**What to produce**
Across the entries below, how many lines contain the string "router"? Only the number is wanted.

(Stored items)
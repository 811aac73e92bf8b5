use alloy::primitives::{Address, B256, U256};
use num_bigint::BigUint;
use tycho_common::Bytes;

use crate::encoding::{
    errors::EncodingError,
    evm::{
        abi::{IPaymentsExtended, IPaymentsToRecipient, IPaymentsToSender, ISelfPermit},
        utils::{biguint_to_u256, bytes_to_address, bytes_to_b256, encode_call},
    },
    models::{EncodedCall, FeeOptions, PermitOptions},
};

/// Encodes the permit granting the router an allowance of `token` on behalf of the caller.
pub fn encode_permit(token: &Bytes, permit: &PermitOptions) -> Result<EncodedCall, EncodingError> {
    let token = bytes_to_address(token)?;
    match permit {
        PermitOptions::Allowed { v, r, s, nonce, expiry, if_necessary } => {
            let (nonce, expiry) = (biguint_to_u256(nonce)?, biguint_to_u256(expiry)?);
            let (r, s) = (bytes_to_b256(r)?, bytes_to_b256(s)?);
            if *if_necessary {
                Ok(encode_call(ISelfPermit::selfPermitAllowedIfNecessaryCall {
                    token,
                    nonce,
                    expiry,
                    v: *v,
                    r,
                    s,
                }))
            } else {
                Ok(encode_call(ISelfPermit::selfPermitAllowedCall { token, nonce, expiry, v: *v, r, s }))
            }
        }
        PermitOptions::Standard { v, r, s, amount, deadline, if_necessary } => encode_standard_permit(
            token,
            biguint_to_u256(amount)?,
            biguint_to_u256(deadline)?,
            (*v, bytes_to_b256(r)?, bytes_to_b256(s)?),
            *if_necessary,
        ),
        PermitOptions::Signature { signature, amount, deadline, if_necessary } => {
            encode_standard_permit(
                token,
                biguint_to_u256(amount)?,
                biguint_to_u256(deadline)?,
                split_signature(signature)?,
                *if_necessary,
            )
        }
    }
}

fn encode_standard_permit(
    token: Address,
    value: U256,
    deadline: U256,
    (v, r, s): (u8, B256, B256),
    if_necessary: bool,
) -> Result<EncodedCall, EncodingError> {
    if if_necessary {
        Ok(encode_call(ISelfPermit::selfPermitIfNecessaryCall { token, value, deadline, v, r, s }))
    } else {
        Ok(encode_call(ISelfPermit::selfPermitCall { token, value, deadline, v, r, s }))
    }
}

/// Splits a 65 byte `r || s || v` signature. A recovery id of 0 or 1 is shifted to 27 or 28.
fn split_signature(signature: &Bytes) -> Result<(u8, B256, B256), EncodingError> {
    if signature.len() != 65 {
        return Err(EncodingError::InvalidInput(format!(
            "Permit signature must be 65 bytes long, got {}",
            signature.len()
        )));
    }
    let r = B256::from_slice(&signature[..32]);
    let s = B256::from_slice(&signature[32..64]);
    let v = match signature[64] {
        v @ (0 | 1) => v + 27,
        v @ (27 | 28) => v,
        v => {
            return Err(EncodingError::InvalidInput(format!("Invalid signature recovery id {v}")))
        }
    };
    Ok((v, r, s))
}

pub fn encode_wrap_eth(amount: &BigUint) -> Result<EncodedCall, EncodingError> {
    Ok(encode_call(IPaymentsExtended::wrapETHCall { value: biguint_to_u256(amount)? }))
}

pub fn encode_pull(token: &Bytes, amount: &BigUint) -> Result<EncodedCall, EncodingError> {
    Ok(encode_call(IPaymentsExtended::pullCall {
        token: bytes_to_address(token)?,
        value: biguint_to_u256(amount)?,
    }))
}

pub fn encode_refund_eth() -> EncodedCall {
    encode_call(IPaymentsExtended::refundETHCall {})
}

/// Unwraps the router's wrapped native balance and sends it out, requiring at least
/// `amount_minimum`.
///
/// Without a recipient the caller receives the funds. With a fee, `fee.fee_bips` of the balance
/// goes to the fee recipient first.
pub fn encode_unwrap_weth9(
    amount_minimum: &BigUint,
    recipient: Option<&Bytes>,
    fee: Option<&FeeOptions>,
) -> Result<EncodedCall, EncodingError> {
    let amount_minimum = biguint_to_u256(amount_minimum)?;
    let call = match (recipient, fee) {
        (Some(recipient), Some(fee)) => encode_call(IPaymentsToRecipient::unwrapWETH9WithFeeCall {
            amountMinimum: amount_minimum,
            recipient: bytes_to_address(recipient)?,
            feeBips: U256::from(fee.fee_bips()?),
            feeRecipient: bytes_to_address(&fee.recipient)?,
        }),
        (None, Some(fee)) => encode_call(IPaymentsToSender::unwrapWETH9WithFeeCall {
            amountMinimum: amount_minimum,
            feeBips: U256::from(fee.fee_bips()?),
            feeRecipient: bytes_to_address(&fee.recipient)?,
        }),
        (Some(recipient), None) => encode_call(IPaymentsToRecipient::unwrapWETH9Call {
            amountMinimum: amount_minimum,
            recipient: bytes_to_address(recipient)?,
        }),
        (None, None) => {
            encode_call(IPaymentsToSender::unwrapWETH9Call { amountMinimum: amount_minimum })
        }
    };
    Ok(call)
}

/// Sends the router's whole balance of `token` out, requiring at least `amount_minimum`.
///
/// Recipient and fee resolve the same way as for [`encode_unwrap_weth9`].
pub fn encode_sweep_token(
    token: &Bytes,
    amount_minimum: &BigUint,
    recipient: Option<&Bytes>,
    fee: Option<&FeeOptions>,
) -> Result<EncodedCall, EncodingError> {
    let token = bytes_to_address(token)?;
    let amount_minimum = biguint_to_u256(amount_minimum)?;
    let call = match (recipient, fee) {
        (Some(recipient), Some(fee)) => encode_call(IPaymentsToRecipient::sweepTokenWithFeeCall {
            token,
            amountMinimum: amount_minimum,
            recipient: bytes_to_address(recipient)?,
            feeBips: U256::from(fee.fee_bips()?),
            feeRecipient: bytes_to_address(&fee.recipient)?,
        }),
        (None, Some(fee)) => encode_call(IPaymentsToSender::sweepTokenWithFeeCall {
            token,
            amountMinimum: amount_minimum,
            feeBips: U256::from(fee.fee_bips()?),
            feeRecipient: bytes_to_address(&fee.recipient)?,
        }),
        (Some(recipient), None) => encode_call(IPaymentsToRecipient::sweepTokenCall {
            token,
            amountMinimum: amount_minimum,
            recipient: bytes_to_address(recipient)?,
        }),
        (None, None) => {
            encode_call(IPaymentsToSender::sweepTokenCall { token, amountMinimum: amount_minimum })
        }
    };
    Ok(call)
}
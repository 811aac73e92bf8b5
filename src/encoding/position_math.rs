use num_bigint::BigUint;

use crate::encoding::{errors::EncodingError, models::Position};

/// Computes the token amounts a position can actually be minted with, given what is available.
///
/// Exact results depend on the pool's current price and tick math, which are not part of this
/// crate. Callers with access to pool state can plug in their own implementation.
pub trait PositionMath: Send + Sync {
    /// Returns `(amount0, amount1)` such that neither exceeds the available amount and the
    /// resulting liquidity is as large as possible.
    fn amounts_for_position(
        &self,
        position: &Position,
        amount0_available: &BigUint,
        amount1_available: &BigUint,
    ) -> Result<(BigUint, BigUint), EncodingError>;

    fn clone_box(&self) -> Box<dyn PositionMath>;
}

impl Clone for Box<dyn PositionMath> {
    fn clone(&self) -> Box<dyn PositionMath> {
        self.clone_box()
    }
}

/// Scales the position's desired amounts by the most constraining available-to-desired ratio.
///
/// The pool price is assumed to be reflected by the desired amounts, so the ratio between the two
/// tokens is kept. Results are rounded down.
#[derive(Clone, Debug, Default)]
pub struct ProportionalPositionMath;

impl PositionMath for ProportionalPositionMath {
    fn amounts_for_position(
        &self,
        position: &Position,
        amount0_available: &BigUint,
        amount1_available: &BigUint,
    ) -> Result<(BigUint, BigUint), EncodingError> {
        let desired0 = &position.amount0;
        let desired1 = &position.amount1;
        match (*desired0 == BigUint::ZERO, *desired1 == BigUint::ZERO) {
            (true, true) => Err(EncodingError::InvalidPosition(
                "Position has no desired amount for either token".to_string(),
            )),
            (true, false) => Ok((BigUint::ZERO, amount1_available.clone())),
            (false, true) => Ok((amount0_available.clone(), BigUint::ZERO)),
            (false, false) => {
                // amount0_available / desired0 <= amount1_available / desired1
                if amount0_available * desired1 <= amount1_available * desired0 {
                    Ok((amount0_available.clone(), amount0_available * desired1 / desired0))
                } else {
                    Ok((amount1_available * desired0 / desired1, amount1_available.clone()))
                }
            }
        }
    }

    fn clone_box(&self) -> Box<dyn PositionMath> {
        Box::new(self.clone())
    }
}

**Answer for the task**
3